ALGUNAS PERSONAS NUNCA SE VUELVEN LOCAS

Una cierta sensación familiar le recorre el cuerpo y divaga sobre lo rápido que pueden cambiar las personas. Personas como él, que se comporta como dos diferentes, opuestas incluso, según la ocasión, y todo esto sin lógica aparente.

Igual necesito un sorbo de esa poción, como la del Dr. Jekyll, para poder descontrolarme y sacar a Mr. Hyde cada vez que me apetezca.

“¿Y tú, que no te pierdes una, dónde narices te metiste el sábado?”

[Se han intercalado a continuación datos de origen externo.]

impl ExpressionEngine {
    /// Creates an engine with the given limits.
    pub fn new(limits: EngineLimits) -> Self {
        Self { limits }
    }

    pub fn limits(&self) -> &EngineLimits {
        &self.limits
    }

    /// Runs `code` to its return instruction and returns the result.
    pub fn execute(&self, host: &mut dyn VmHost, code: &[u8], ctx: &CallContext) -> Result<Value, RuntimeError> {
        if log_enabled!(Level::Trace) {
            trace!("executing unit:\n{}", disassemble(code));
        }

        let mut stack = EvaluationStack::new(self.limits.max_stack_size);
        let mut pc = 0usize;
        let mut executed = 0usize;

        loop {
            if pc >= code.len() {
                return Err(RuntimeError::vm(
                    ErrorCode::INVALID_OPCODE,
                    "expression unit ended without returning a value",
                ));
            }
            executed += 1;
            if executed > self.limits.max_instructions {
                return Err(RuntimeError::Limit(format!(
                    "expression exceeded the limit of {} instructions",
                    self.limits.max_instructions
                )));
            }

            let instr = Instruction::decode(code, pc)?;
            let mut next = instr.next_position();

            match instr.opcode {
                OpCode::PUSH_0 => stack.push(Value::Int(0))?,
                OpCode::PUSH_1 => stack.push(Value::Int(1))?,
                OpCode::PUSHINT8 => stack.push(Value::Int(instr.i8_at(0) as i32))?,
                OpCode::PUSHINT => stack.push(Value::Int(instr.i32_at(0)))?,
                OpCode::PUSHOBJ => stack.push(Value::Obj(ObjId(instr.u32_at(0))))?,
                OpCode::PUSHNIL => stack.push(Value::Nil)?,
                OpCode::PUSHTRUE => stack.push(Value::True)?,
                OpCode::PUSHPROPID => stack.push(Value::Prop(PropId(instr.u16_at(0))))?,
                OpCode::PUSHFNPTR => stack.push(Value::FuncPtr(instr.u32_at(0)))?,
                OpCode::PUSHSTRI => stack.push(Value::from_str(instr.string_operand()?))?,
                OpCode::PUSHENUM => stack.push(Value::Enum(instr.u32_at(0)))?,
                OpCode::PUSHBIFPTR => stack.push(Value::BifPtr(BifId::new(
                    instr.u16_at(2),
                    instr.u16_at(0),
                )))?,

                OpCode::NEG => {
                    let v = int_operand(stack.pop()?)?;
                    stack.push(Value::Int(v.checked_neg().ok_or_else(RuntimeError::num_overflow)?))?;
                }
                OpCode::BNOT => {
                    let v = int_operand(stack.pop()?)?;
                    stack.push(Value::Int(!v))?;
                }
                OpCode::NOT => {
                    let v = stack.pop()?;
                    stack.push(Value::from_bool(!v.is_truthy()))?;
                }
                OpCode::BOOLIZE => {
                    let v = stack.pop()?;
                    stack.push(Value::from_bool(v.is_truthy()))?;
                }
                OpCode::ADD => {
                    let b = stack.pop()?;
                    let a = stack.pop()?;
                    stack.push(add(a, b)?)?;
                }
                OpCode::SUB => {
                    let b = stack.pop()?;
                    let a = stack.pop()?;
                    stack.push(sub(host, a, b)?)?;
                }
                OpCode::MUL
                | OpCode::DIV
                | OpCode::MOD
                | OpCode::BAND
                | OpCode::BOR
                | OpCode::XOR
                | OpCode::SHL
                | OpCode::ASHR
                | OpCode::LSHR => {
                    let b = int_operand(stack.pop()?)?;
                    let a = int_operand(stack.pop()?)?;
                    stack.push(Value::Int(integer_op(instr.opcode, a, b)?))?;
                }

                OpCode::EQ | OpCode::NE => {
                    let b = stack.pop()?;
                    let a = stack.pop()?;
                    let eq = host.objects().values_equal(&a, &b);
                    stack.push(Value::from_bool(eq == (instr.opcode == OpCode::EQ)))?;
                }
                OpCode::LT | OpCode::LE | OpCode::GT | OpCode::GE => {
                    let b = stack.pop()?;
                    let a = stack.pop()?;
                    let ord = compare(&a, &b)?;
                    let result = match instr.opcode {
                        OpCode::LT => ord == Ordering::Less,
                        OpCode::LE => ord != Ordering::Greater,
                        OpCode::GT => ord == Ordering::Greater,
                        _ => ord != Ordering::Less,
                    };
                    stack.push(Value::from_bool(result))?;
                }

                OpCode::RETVAL => return stack.pop(),

                OpCode::CALL => {
                    let args = stack.pop_args(instr.u8_at(0) as usize)?;
                    let result = host.call_function(instr.u32_at(1), &args)?;
                    stack.push(result)?;
                }
                OpCode::PTRCALL => {
                    let target = stack.pop()?;
                    let args = stack.pop_args(instr.u8_at(0) as usize)?;
                    let result = match target {
                        Value::FuncPtr(addr) => host.call_function(addr, &args)?,
                        Value::BifPtr(bif) => host.call_builtin(bif, &args)?,
                        _ => {
                            return Err(RuntimeError::vm(
                                ErrorCode::FUNCPTR_VAL_REQD,
                                "function pointer value required",
                            ))
                        }
                    };
                    stack.push(result)?;
                }
                OpCode::BUILTIN2 => {
                    let args = stack.pop_args(instr.u8_at(0) as usize)?;
                    let bif = BifId::new(instr.u16_at(3), instr.u16_at(1));
                    let result = host.call_builtin(bif, &args)?;
                    stack.push(result)?;
                }
                OpCode::GETPROP | OpCode::GETPROPDATA => {
                    let target = stack.pop()?;
                    let data_only = instr.opcode == OpCode::GETPROPDATA;
                    let result = host.get_prop(&target, PropId(instr.u16_at(0)), &[], data_only)?;
                    stack.push(result)?;
                }
                OpCode::CALLPROP => {
                    let target = stack.pop()?;
                    let args = stack.pop_args(instr.u8_at(0) as usize)?;
                    let result = host.get_prop(&target, PropId(instr.u16_at(1)), &args, false)?;
                    stack.push(result)?;
                }
                OpCode::SETPROP => {
                    let obj = stack.pop()?;
                    let value = stack.pop()?;
                    let obj = obj
                        .as_obj()
                        .ok_or_else(|| RuntimeError::vm(ErrorCode::OBJ_VAL_REQD, "object value required"))?;
                    host.set_prop(obj, PropId(instr.u16_at(0)), value)?;
                }

                OpCode::PUSHSELF => stack.push(Value::obj_or_nil(ctx.self_obj))?,
                OpCode::PUSHCTXELE => {
                    let value = match ContextElement::from_u8(instr.u8_at(0)) {
                        Some(ContextElement::TargetProp) => Value::prop_or_nil(ctx.target_prop),
                        Some(ContextElement::TargetObj) => Value::obj_or_nil(ctx.orig_target_obj),
                        Some(ContextElement::DefiningObj) => Value::obj_or_nil(ctx.defining_obj),
                        None => {
                            return Err(RuntimeError::vm(
                                ErrorCode::INVALID_OPCODE,
                                format!("invalid context element {}", instr.u8_at(0)),
                            ))
                        }
                    };
                    stack.push(value)?;
                }
                OpCode::GETDBLCL => {
                    let v = host.local_at_level(instr.u16_at(0) as usize, instr.u16_at(2));
                    stack.push(v.unwrap_or(Value::Nil))?;
                }
                OpCode::GETDBARG => {
                    let v = host.param_at_level(instr.u16_at(0) as usize, instr.u16_at(2));
                    stack.push(v.unwrap_or(Value::Nil))?;
                }
                OpCode::GETDBARGC => {
                    let argc = host.argc_at_level(instr.u16_at(0) as usize);
                    stack.push(Value::Int(i32::try_from(argc).map_err(|_| RuntimeError::num_overflow())?))?;
                }
                OpCode::GETDBCTXLCL => {
                    let v = host.context_local_at_level(instr.u16_at(0) as usize, instr.u16_at(2), instr.u16_at(4));
                    stack.push(v.unwrap_or(Value::Nil))?;
                }
                OpCode::SETDBLCL => {
                    let v = stack.pop()?;
                    host.set_local_at_level(instr.u16_at(0) as usize, instr.u16_at(2), v)?;
                }
                OpCode::SETDBARG => {
                    let v = stack.pop()?;
                    host.set_param_at_level(instr.u16_at(0) as usize, instr.u16_at(2), v)?;
                }
                OpCode::SETDBCTXLCL => {
                    let v = stack.pop()?;
                    host.set_context_local_at_level(instr.u16_at(0) as usize, instr.u16_at(2), instr.u16_at(4), v)?;
                }

                OpCode::DUP => {
                    let v = stack.peek(0)?.clone();
                    stack.push(v)?;
                }
                OpCode::DUP2 => {
                    let a = stack.peek(1)?.clone();
                    let b = stack.peek(0)?.clone();
                    stack.push(a)?;
                    stack.push(b)?;
                }
                OpCode::DISC => {
                    stack.pop()?;
                }
                OpCode::SWAP => stack.swap_top()?,

                OpCode::JMP => next = instr.jump_target(),
                OpCode::JT => {
                    if stack.pop()?.is_truthy() {
                        next = instr.jump_target();
                    }
                }
                OpCode::JF => {
                    if !stack.pop()?.is_truthy() {
                        next = instr.jump_target();
                    }
                }

                OpCode::INDEX => {
                    let index = stack.pop()?;
                    let container = stack.pop()?;
                    let result = match (&container, &index) {
                        (Value::List(items), Value::Int(i)) => list_slot(items.len(), *i)
                            .map(|slot| items[slot].clone())
                            .ok_or_else(RuntimeError::index_out_of_range)?,
                        (Value::List(_), _) => {
                            return Err(RuntimeError::vm(ErrorCode::NUM_VAL_REQD, "integer index required"))
                        }
                        _ => host.index_value(&container, &index)?,
                    };
                    stack.push(result)?;
                }
                OpCode::SETIND => {
                    let index = stack.pop()?;
                    let container = stack.pop()?;
                    let value = stack.pop()?;
                    let result = match (&container, &index) {
                        (Value::List(items), Value::Int(i)) => set_list_element(items, *i, value)?,
                        (Value::List(_), _) => {
                            return Err(RuntimeError::vm(ErrorCode::NUM_VAL_REQD, "integer index required"))
                        }
                        _ => host.set_index_value(&container, &index, value)?,
                    };
                    stack.push(result)?;
                }
                OpCode::NEWLIST => {
                    let items = stack.pop_n(instr.u16_at(0) as usize)?;
                    stack.push(Value::from_list(items))?;
                }

                OpCode::NOP => {}
                OpCode::BP => {
                    return Err(RuntimeError::vm(
                        ErrorCode::BREAKPOINT,
                        "breakpoint instruction in expression unit",
                    ))
                }
            }

            pc = next;
        }
    }
}
//! Evaluation stack module.
//!
//! This module represents the value stack a compiled expression unit runs on.

use crate::error::{ErrorCode, RuntimeError};
use crate::value::Value;

/// Represents the evaluation stack of a compiled unit.
#[derive(Debug, Clone)]
pub struct EvaluationStack {
    /// The underlying stack storage
    stack: Vec<Value>,

    /// The maximum number of values the stack may hold
    max_size: usize,
}

fn underflow() -> RuntimeError {
    RuntimeError::vm(ErrorCode::INVALID_OPCODE, "evaluation stack underflow")
}

impl EvaluationStack {
    /// Creates a new evaluation stack holding at most `max_size` values.
    pub fn new(max_size: usize) -> Self {
        Self {
            stack: Vec::new(),
            max_size,
        }
    }

    /// Pushes a value onto the stack.
    pub fn push(&mut self, value: Value) -> Result<(), RuntimeError> {
        if self.stack.len() >= self.max_size {
            return Err(RuntimeError::vm(ErrorCode::STACK_OVERFLOW, "stack overflow"));
        }
        self.stack.push(value);
        Ok(())
    }

    /// Pops a value from the stack.
    pub fn pop(&mut self) -> Result<Value, RuntimeError> {
        self.stack.pop().ok_or_else(underflow)
    }

    /// Pops `n` values and returns them in the order they were pushed.
    pub fn pop_n(&mut self, n: usize) -> Result<Vec<Value>, RuntimeError> {
        if n > self.stack.len() {
            return Err(underflow());
        }
        let start = self.stack.len() - n;
        Ok(self.stack.split_off(start))
    }

    /// Pops `n` values and returns them in pop order (top first).
    pub fn pop_args(&mut self, n: usize) -> Result<Vec<Value>, RuntimeError> {
        let mut values = self.pop_n(n)?;
        values.reverse();
        Ok(values)
    }

    /// Returns the value `n` entries below the top without removing it.
    pub fn peek(&self, n: usize) -> Result<&Value, RuntimeError> {
        if n >= self.stack.len() {
            return Err(underflow());
        }
        Ok(&self.stack[self.stack.len() - 1 - n])
    }

    /// Swaps the two top values.
    pub fn swap_top(&mut self) -> Result<(), RuntimeError> {
        let len = self.stack.len();
        if len < 2 {
            return Err(underflow());
        }
        self.stack.swap(len - 1, len - 2);
        Ok(())
    }

    /// Returns the number of values on the stack.
    pub fn len(&self) -> usize {
        self.stack.len()
    }

    /// Returns true if the stack is empty.
    pub fn is_empty(&self) -> bool {
        self.stack.is_empty()
    }

    /// Clears the stack.
    pub fn clear(&mut self) {
        self.stack.clear();
    }
}

#[cfg(test)]
mod tests {
    use super::*;

    #[test]
    fn test_push_pop() {
        let mut stack = EvaluationStack::new(8);
        stack.push(Value::Int(1)).unwrap();
        stack.push(Value::Int(2)).unwrap();
        assert_eq!(stack.len(), 2);
        assert_eq!(stack.peek(0).unwrap(), &Value::Int(2));
        assert_eq!(stack.peek(1).unwrap(), &Value::Int(1));
        assert_eq!(stack.pop().unwrap(), Value::Int(2));
        assert_eq!(stack.pop().unwrap(), Value::Int(1));
        assert!(stack.pop().is_err());
        assert!(stack.is_empty());
    }

    #[test]
    fn test_overflow() {
        let mut stack = EvaluationStack::new(1);
        stack.push(Value::Nil).unwrap();
        let err = stack.push(Value::Nil).unwrap_err();
        assert_eq!(err.code(), Some(ErrorCode::STACK_OVERFLOW));
    }

    #[test]
    fn test_pop_orders() {
        let mut stack = EvaluationStack::new(8);
        for i in 1..=3 {
            stack.push(Value::Int(i)).unwrap();
        }
        assert_eq!(stack.pop_args(2).unwrap(), vec![Value::Int(3), Value::Int(2)]);
        stack.push(Value::Int(9)).unwrap();
        assert_eq!(stack.pop_n(2).unwrap(), vec![Value::Int(1), Value::Int(9)]);
        assert!(stack.pop_n(1).is_err());
    }

    #[test]
    fn test_swap_top() {
        let mut stack = EvaluationStack::new(4);
        stack.push(Value::Int(1)).unwrap();
        assert!(stack.swap_top().is_err());
        stack.push(Value::True).unwrap();
        stack.swap_top().unwrap();
        assert_eq!(stack.pop().unwrap(), Value::Int(1));
    }
}
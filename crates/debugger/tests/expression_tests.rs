// Expressions compiled in a stopped frame and run through the host.

mod common;

use common::*;
use vmdbg_debugger::{DebugError, Debugger, ErrorCode, Evaluation, Value};

/// Stops at the first statement of `main` and returns the fixture.
fn stopped() -> (Debugger, MockVm) {
    let (mut debugger, mut vm) = program();
    let mut ui = RecordingUi::new();
    step_at(&mut debugger, &mut vm, &mut ui, MAIN);
    (debugger, vm)
}

fn eval(debugger: &mut Debugger, vm: &mut MockVm, text: &str) -> Evaluation {
    debugger.evaluate(vm, text, 0, false).unwrap()
}

#[test]
fn test_integer_literals() {
    let (mut debugger, mut vm) = stopped();

    assert_eq!(eval(&mut debugger, &mut vm, "0xFFFFFFFF").value, Value::Int(-1));
    assert_eq!(eval(&mut debugger, &mut vm, "-2147483648").value, Value::Int(i32::MIN));
    assert_eq!(eval(&mut debugger, &mut vm, "0x10 + 10").text, "26");
}

#[test]
fn test_arithmetic_overflow_is_an_error() {
    let (mut debugger, mut vm) = stopped();
    vm.set_local(0, 0, Value::Int(i32::MAX));

    let err = debugger.evaluate(&mut vm, "x + 1", 0, false).unwrap_err();
    assert!(matches!(err, DebugError::Runtime(ref e) if e.code() == Some(ErrorCode::NUM_OVERFLOW)));
    assert_eq!(err.to_string(), "error: numeric overflow");
}

#[test]
fn test_strings_concatenate_scalars() {
    let (mut debugger, mut vm) = stopped();

    let result = eval(&mut debugger, &mut vm, "'x=' + x + ', ' + nil");
    assert_eq!(result.value, Value::from_str("x=1, nil"));
    assert_eq!(result.text, "'x=1, nil'");
    assert!(!result.is_openable);
}

#[test]
fn test_lists_index_from_one() {
    let (mut debugger, mut vm) = stopped();

    assert_eq!(eval(&mut debugger, &mut vm, "[10, 20, 30][2]").value, Value::Int(20));
    let err = debugger.evaluate(&mut vm, "[10, 20, 30][0]", 0, false).unwrap_err();
    assert!(matches!(err, DebugError::Runtime(ref e) if e.code() == Some(ErrorCode::INDEX_OUT_OF_RANGE)));

    let list = eval(&mut debugger, &mut vm, "[x, y] + 3 - 1");
    assert_eq!(list.text, "[2,3]");
    assert!(list.is_openable);
}

#[test]
fn test_list_element_store_pads_with_nil() {
    let (mut debugger, mut vm) = stopped();

    eval(&mut debugger, &mut vm, "y = [1]");
    eval(&mut debugger, &mut vm, "y[3] = 9");
    assert_eq!(
        vm.frames[0].locals[1],
        Value::from_list(vec![Value::Int(1), Value::Nil, Value::Int(9)])
    );
}

#[test]
fn test_logical_and_conditional_operators() {
    let (mut debugger, mut vm) = stopped();

    assert_eq!(eval(&mut debugger, &mut vm, "x == 1 && y == 2").value, Value::True);
    assert_eq!(eval(&mut debugger, &mut vm, "x == 2 || y == 3").value, Value::Nil);
    assert_eq!(eval(&mut debugger, &mut vm, "!x").value, Value::Nil);
    assert_eq!(
        eval(&mut debugger, &mut vm, "x > 0 ? 'pos' : 'neg'").value,
        Value::from_str("pos")
    );
}

#[test]
fn test_properties_and_self() {
    let (mut debugger, mut vm) = stopped();

    // a bare property name reads it from self
    assert_eq!(eval(&mut debugger, &mut vm, "count").value, Value::Int(0));
    eval(&mut debugger, &mut vm, "obj.count = a * 2");
    assert_eq!(vm.props[&(OBJ, COUNT)], Value::Int(14));
    assert_eq!(eval(&mut debugger, &mut vm, "self.count").text, "14");
    assert_eq!(eval(&mut debugger, &mut vm, "self").text, "obj");
}

#[test]
fn test_function_calls_reach_the_host() {
    let (mut debugger, mut vm) = stopped();

    assert_eq!(eval(&mut debugger, &mut vm, "helper(1, 2, 3)").value, Value::Int(3));
    assert_eq!(eval(&mut debugger, &mut vm, "helper").text, "helper");
}

#[test]
fn test_compile_errors_are_single_line() {
    let (mut debugger, mut vm) = stopped();

    for text in ["x +", "(x", "1 = 2", "'open"] {
        match debugger.evaluate(&mut vm, text, 0, false) {
            Err(DebugError::Compile(err)) => assert!(!err.message().contains('\n'), "{text}"),
            other => panic!("{text}: expected a compile error, got {other:?}"),
        }
    }
    assert!(vm.units.is_empty());
}

#[test]
fn test_dynamic_code_exhaustion_is_reported() {
    let (mut debugger, mut vm) = stopped();
    vm.max_units = 0;

    let err = debugger.evaluate(&mut vm, "x", 0, false).unwrap_err();
    assert!(matches!(err, DebugError::Compile(ref e) if e.message() == "out of dynamic code space"));
}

Su amigo le saca de esa ensoñación dando un sorbo a una cerveza casi terminada y una mueca risueña florece en su cara mientras piensa en cómo responder. Por suerte, recuerda ya lo acontecido el sábado, pero averiguarlo no había sido nada sencillo:

Ese domingo se levantó sorprendentemente lúcido. Aun así, siguió paso a paso la rutina de los días de resaca. Levantarse, beber medio litro de agua, lavarse los dientes, comer algo, volver a lavarse los dientes y meterse en la ducha. Ahí cuando por fin se detuvo a recordar, o al menos a intentarlo, la noche de aquel sábado. Nada. Blanco absoluto.

Sabía dónde había estado pero no recordaba nada. Las cicatrices en su cuerpo lo aseguraban. Sus amigos lo atestiguaban. Y lo que es peor, las fotos en su móvil lo certificaban. Sin embargo, todo escapaba a su control.

En lo más profundo de su ser tenía miedo. La intuición le decía que no había hecho nada de lo que arrepentirse, la opaca nube que guardaba sus recuerdos que no se fiase.

La realidad era que sabía que debía reír. Sabía que esa noche, él o quien quiera que le estuviera poseyendo lo había pasado bien. Muy bien.

Es entonces cuando, ávido de respuestas, comienza una búsqueda que pueda proyectar algo de claridad sobre sus recuerdos.

Ninguno de sus amigos recordaba haberle visto una vez caída la noche. Solo mencionaron que le vieron on fire con unas chicas que a todas luces debía conocer.

Sabía perfectamente donde ir porque era absolutamente consciente de a donde le dirigían sus últimas reminiscencias y eso en parte le aterraba. Nada bueno podían tramar esas tres. ¡Qué tres!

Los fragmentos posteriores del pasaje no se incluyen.